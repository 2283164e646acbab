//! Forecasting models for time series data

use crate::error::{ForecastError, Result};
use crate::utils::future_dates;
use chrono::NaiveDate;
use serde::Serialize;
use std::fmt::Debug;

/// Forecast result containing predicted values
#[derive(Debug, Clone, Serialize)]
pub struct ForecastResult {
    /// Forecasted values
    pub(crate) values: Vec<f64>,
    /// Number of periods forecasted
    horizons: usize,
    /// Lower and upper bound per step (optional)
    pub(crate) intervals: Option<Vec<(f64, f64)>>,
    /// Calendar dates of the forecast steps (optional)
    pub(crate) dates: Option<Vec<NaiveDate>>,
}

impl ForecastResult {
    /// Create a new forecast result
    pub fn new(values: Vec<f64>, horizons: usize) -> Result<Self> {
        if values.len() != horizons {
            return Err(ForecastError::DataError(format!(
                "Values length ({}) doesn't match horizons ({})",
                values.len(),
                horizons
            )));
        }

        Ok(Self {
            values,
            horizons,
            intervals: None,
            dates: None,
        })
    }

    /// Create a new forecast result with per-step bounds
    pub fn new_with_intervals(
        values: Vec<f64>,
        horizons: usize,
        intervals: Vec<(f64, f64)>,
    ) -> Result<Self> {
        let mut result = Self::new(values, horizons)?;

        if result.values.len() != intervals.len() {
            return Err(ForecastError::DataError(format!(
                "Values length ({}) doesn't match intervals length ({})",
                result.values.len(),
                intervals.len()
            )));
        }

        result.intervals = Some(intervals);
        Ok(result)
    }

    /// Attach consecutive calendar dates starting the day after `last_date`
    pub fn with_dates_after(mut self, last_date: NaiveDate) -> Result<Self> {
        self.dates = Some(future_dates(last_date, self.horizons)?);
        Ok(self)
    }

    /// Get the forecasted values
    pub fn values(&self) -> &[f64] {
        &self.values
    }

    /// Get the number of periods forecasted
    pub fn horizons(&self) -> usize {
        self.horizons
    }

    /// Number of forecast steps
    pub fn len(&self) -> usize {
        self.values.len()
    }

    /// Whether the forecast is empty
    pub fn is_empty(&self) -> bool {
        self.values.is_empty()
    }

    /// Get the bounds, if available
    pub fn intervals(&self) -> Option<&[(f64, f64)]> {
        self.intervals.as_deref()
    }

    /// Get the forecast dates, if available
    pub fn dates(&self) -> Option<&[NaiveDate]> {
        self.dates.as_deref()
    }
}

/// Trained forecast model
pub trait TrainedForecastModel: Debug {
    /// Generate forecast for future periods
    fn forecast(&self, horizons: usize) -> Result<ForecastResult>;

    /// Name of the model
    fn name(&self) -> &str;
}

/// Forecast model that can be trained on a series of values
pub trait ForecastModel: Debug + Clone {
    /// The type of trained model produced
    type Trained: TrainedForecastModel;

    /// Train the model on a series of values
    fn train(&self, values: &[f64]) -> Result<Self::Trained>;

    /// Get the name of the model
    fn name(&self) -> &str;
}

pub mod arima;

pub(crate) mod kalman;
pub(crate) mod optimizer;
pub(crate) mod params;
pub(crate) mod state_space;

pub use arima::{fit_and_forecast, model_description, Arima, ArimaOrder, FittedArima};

————

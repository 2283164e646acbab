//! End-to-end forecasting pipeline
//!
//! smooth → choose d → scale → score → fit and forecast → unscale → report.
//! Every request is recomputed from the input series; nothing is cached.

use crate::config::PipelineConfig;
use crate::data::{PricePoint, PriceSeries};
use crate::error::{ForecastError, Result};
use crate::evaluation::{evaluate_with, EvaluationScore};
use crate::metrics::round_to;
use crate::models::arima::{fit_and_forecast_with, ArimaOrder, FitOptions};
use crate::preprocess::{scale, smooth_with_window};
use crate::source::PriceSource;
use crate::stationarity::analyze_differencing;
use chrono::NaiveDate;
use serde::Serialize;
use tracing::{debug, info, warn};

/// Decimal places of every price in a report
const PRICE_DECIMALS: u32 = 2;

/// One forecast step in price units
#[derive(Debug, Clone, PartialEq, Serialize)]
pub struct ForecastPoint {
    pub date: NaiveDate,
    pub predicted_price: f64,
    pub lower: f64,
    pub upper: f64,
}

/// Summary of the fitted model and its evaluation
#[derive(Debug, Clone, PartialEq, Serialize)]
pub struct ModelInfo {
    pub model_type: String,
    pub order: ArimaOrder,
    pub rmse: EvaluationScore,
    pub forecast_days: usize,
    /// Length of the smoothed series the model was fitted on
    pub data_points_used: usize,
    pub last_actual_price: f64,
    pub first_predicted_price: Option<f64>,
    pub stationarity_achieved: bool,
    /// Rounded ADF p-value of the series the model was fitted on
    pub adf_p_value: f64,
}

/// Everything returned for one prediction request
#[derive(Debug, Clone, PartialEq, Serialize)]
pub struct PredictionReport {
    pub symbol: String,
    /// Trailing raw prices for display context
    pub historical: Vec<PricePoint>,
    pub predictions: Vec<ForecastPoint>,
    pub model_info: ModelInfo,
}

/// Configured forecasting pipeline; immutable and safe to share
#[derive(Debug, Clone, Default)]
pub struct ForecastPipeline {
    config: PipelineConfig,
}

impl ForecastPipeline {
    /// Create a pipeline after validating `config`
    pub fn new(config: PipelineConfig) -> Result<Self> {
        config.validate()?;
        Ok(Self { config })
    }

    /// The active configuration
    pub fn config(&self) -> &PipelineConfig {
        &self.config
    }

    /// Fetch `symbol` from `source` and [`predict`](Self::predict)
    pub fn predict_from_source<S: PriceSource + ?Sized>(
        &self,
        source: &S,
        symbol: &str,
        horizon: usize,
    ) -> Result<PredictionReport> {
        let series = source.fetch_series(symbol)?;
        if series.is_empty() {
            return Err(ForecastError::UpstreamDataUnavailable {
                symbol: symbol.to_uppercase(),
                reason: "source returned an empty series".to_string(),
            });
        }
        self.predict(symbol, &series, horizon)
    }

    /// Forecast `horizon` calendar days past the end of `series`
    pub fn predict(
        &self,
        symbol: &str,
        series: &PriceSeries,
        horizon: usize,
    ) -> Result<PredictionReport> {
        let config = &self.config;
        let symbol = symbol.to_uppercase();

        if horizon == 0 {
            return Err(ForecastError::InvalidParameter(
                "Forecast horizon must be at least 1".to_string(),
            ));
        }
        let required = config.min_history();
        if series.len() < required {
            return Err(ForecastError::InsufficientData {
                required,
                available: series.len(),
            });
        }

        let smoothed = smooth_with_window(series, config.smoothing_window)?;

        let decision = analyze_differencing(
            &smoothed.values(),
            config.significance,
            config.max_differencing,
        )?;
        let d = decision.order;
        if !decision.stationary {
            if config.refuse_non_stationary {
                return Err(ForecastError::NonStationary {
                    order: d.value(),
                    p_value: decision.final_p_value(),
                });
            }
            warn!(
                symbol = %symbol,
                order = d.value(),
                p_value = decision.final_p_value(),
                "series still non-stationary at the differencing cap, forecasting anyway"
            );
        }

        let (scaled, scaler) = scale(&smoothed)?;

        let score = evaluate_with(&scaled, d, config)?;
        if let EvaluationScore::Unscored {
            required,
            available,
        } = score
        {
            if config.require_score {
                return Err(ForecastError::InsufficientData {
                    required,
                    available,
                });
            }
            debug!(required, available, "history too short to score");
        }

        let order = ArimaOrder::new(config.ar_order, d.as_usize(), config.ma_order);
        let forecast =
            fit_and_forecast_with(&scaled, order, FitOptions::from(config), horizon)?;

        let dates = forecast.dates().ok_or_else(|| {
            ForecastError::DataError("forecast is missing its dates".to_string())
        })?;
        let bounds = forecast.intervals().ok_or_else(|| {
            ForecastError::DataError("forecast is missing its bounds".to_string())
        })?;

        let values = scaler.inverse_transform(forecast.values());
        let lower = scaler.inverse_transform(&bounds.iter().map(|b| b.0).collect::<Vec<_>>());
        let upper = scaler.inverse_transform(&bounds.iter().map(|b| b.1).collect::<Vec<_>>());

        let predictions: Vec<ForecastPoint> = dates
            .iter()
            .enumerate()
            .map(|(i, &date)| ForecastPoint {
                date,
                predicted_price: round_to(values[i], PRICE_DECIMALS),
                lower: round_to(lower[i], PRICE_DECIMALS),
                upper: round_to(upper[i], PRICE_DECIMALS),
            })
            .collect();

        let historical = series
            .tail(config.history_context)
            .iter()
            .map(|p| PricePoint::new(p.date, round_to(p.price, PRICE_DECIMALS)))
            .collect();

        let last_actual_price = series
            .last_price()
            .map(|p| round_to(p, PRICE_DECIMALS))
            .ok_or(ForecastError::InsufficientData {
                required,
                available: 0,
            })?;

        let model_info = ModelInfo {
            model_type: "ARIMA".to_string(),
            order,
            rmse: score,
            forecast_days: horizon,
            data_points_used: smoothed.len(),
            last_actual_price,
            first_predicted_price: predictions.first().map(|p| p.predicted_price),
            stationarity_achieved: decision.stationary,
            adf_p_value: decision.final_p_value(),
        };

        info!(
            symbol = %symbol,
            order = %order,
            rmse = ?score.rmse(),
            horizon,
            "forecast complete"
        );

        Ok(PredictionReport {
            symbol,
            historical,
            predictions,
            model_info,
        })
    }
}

————

▶ _EXERCISE PROMPT_
Only the lines holding the word "bounds" belong in the answer; copy them from the listing above.

▶ _RESPONSE TO THIS EXERCISE_
    /// Create a new forecast result with per-step bounds
    /// Get the bounds, if available
        let bounds = forecast.intervals().ok_or_else(|| {
            ForecastError::DataError("forecast is missing its bounds".to_string())
        let lower = scaler.inverse_transform(&bounds.iter().map(|b| b.0).collect::<Vec<_>>());
        let upper = scaler.inverse_transform(&bounds.iter().map(|b| b.1).collect::<Vec<_>>());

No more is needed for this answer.